J Am Coll Cardiol. 2012;60(17_S):. doi:10.1016/j.jacc.2012.08.663
Published online

There are few studies comparing the long-term clinical outcomes of patients (pts) with peri-procedural myocardial infarction (P-MI) with those without P-MI following percutaneous coronary intervention (PCI) with drug-eluting stents (DESs) in real world clinical practice.

A total of 1119 pts underwent PCI with DESs between 2004 and 2010 were enrolled (control group, n=1006 pts and P-MI group, n=113 pts). P-MI was defined as major CK-MB elevation (≥3X the upper limit of normal [ULN]) after PCI.

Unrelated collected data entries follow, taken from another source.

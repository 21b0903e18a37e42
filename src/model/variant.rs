//! Graph-level variant metadata with memoized preparation.
//!
//! A [`VariantMetadata`] is what graph resolution selects: a named,
//! attribute-tagged usage of a component. Turning it into a
//! [`LocalConfigurationMetadata`] is expensive, so the result is memoized inside
//! the variant. The memo is guarded by the variant's own mutex, independent of
//! any cache the variant is stored in, and only successful preparations are
//! remembered: a failure leaves the memo empty so the next call retries.

use super::attributes::ImmutableAttributes;
use super::configuration::LocalConfigurationMetadata;
use super::identifiers::VariantId;
use crate::core::ResolveError;
use std::fmt;
use std::sync::{Arc, Mutex, PoisonError};

/// Strategy that turns a variant into its prepared configuration.
///
/// Implementations may be called more than once for the same variant (for
/// instance after a failure) and must produce equivalent results each time.
/// They must not call back into the component state that owns the variant.
pub trait PrepareConfiguration: Send + Sync {
    /// Build the prepared configuration for `variant`.
    fn prepare(&self, variant: &VariantMetadata) -> anyhow::Result<LocalConfigurationMetadata>;
}

impl<F> PrepareConfiguration for F
where
    F: Fn(&VariantMetadata) -> anyhow::Result<LocalConfigurationMetadata> + Send + Sync,
{
    fn prepare(&self, variant: &VariantMetadata) -> anyhow::Result<LocalConfigurationMetadata> {
        self(variant)
    }
}

/// A graph-level variant of a component.
pub struct VariantMetadata {
    id: VariantId,
    name: String,
    attributes: ImmutableAttributes,
    preparer: Arc<dyn PrepareConfiguration>,
    prepared: Mutex<Option<Arc<LocalConfigurationMetadata>>>,
}

impl VariantMetadata {
    /// Create a variant whose identity is its name.
    pub fn new(
        name: impl Into<String>,
        attributes: ImmutableAttributes,
        preparer: Arc<dyn PrepareConfiguration>,
    ) -> Self {
        let name = name.into();
        Self::with_id(VariantId::new(name.clone()), name, attributes, preparer)
    }

    /// Create a variant with an explicit identity.
    pub fn with_id(
        id: VariantId,
        name: impl Into<String>,
        attributes: ImmutableAttributes,
        preparer: Arc<dyn PrepareConfiguration>,
    ) -> Self {
        Self {
            id,
            name: name.into(),
            attributes,
            preparer,
            prepared: Mutex::new(None),
        }
    }

    /// Identity, unique within the owning component.
    pub fn id(&self) -> &VariantId {
        &self.id
    }

    /// Variant name.
    pub fn name(&self) -> &str {
        &self.name
    }

    /// Graph-level attributes.
    pub fn attributes(&self) -> &ImmutableAttributes {
        &self.attributes
    }

    /// Whether a successful preparation has been memoized.
    pub fn is_prepared(&self) -> bool {
        self.prepared.lock().unwrap_or_else(PoisonError::into_inner).is_some()
    }

    /// Prepare this variant for artifact resolution.
    ///
    /// The first successful call runs the preparation strategy; later calls
    /// return the memoized configuration. Concurrent callers for the same
    /// variant wait for the one running the strategy.
    pub fn prepare_to_resolve_artifacts(
        &self,
    ) -> Result<Arc<LocalConfigurationMetadata>, ResolveError> {
        // The memo is only ever replaced wholesale, so a poisoned lock still holds a valid value.
        let mut prepared = self.prepared.lock().unwrap_or_else(PoisonError::into_inner);
        if let Some(configuration) = prepared.as_ref() {
            return Ok(Arc::clone(configuration));
        }

        tracing::debug!(target: "variant", "preparing variant '{}'", self.id);
        let configuration = self.preparer.prepare(self).map_err(|source| {
            ResolveError::PreparationFailed {
                variant: self.id.to_string(),
                source,
            }
        })?;
        let configuration = Arc::new(configuration);
        *prepared = Some(Arc::clone(&configuration));
        Ok(configuration)
    }
}

impl fmt::Debug for VariantMetadata {
    fn fmt(&self, f: &mut fmt::Formatter<'_>) -> fmt::Result {
        f.debug_struct("VariantMetadata")
            .field("id", &self.id)
            .field("name", &self.name)
            .field("attributes", &self.attributes)
            .field("prepared", &self.is_prepared())
            .finish_non_exhaustive()
    }
}
//! Test fixtures for component descriptors and settings files

use anyhow::{Context, Result};
use std::fs;
use std::path::{Path, PathBuf};

/// Test fixture for component descriptor files
#[derive(Clone, Debug)]
pub struct DescriptorFixture {
    pub content: String,
    pub name: String,
}

impl DescriptorFixture {
    /// Project component with a single runtime configuration
    pub fn basic() -> Self {
        Self {
            name: "basic".to_string(),
            content: r#"
[component]
group = "org.example"
name = "lib"
version = "1.0"
project = ":lib"

[[configurations]]
name = "runtimeElements"
attributes = { usage = "runtime" }

[[configurations.artifacts]]
name = "lib"
file = "build/libs/lib.jar"

[[configurations]]
name = "apiElements"
attributes = { usage = "api" }

[[configurations.artifacts]]
name = "lib-api"
"#
            .trim()
            .to_string(),
        }
    }

    /// Component publishing runtime and sources variants for graph traversal
    pub fn with_graph_variants() -> Self {
        Self {
            name: "with_graph_variants".to_string(),
            content: r#"
graph-variants = ["runtimeElements", "sourcesElements"]

[component]
group = "org.example"
name = "lib"
version = "1.0"

[[configurations]]
name = "runtimeElements"
attributes = { category = "library", usage = "runtime" }

[[configurations.artifacts]]
name = "lib"

[[configurations]]
name = "sourcesElements"
attributes = { category = "documentation", docs = "sources" }

[[configurations.artifacts]]
name = "lib"
classifier = "sources"
"#
            .trim()
            .to_string(),
        }
    }

    /// Descriptor with invalid TOML syntax
    pub fn invalid_syntax() -> Self {
        Self {
            name: "invalid_syntax".to_string(),
            content: r#"
[component
group = "org.example"
"#
            .trim()
            .to_string(),
        }
    }

    /// Descriptor naming a graph variant that is not declared
    pub fn unknown_graph_variant() -> Self {
        Self {
            name: "unknown_graph_variant".to_string(),
            content: r#"
graph-variants = ["runtimeElements", "javadocElements"]

[component]
group = "org.example"
name = "lib"
version = "1.0"

[[configurations]]
name = "runtimeElements"
"#
            .trim()
            .to_string(),
        }
    }

    /// Write the descriptor to `<dir>/<name>.toml`.
    pub fn write_to(&self, dir: &Path) -> Result<PathBuf> {
        let path = dir.join(format!("{}.toml", self.name));
        fs::write(&path, &self.content)
            .with_context(|| format!("Failed to write descriptor fixture {}", path.display()))?;
        Ok(path)
    }
}

/// Test fixture for resolution settings files
#[derive(Clone, Debug)]
pub struct SettingsFixture {
    pub content: String,
}

impl SettingsFixture {
    /// Settings enabling lenient override matching
    pub fn lenient() -> Self {
        Self {
            content: r#"
[selection]
lenient_overrides = true
"#
            .trim()
            .to_string(),
        }
    }

    /// Settings with a shard amount DashMap rejects
    pub fn invalid_shards() -> Self {
        Self {
            content: r#"
[cache]
shard_amount = 3
"#
            .trim()
            .to_string(),
        }
    }

    /// Write the settings to `<dir>/resolve.toml`.
    pub fn write_to(&self, dir: &Path) -> Result<PathBuf> {
        let path = dir.join("resolve.toml");
        fs::write(&path, &self.content)
            .with_context(|| format!("Failed to write settings fixture {}", path.display()))?;
        Ok(path)
    }
}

There were no significant differences between the two groups except P-MI group was more elderly, had more female, longer procedure time, higher number of target vessel and stents. At 6 month routine follow-up angiography, there was no significant difference in mean diameter stenosis %, incidence of binary restenosis and late loss between the two groups. Among the major in-hospital outcomes, cardiac death was higher in P-MI group. At 2-year (follow-up, 89.1%), and the cumulative incidence of total death, cardiac death and total major adverse cardiac events (MACEs) were higher in P-MI group, where as repeat PCI including target lesion revascularization (TLR) and target vessel revascularization (TVR). However, when in-hospital mortality was excluded, the major clinical outcomes were not different between the two groups up to 2 years (Table 1).

P-MI was mainly associated with in-hospital cardiac death following PCI with DES in real world clinical practice. However, P-MI doesn't seem to be an independent predictor for adverse clinical outcomes for long-term period.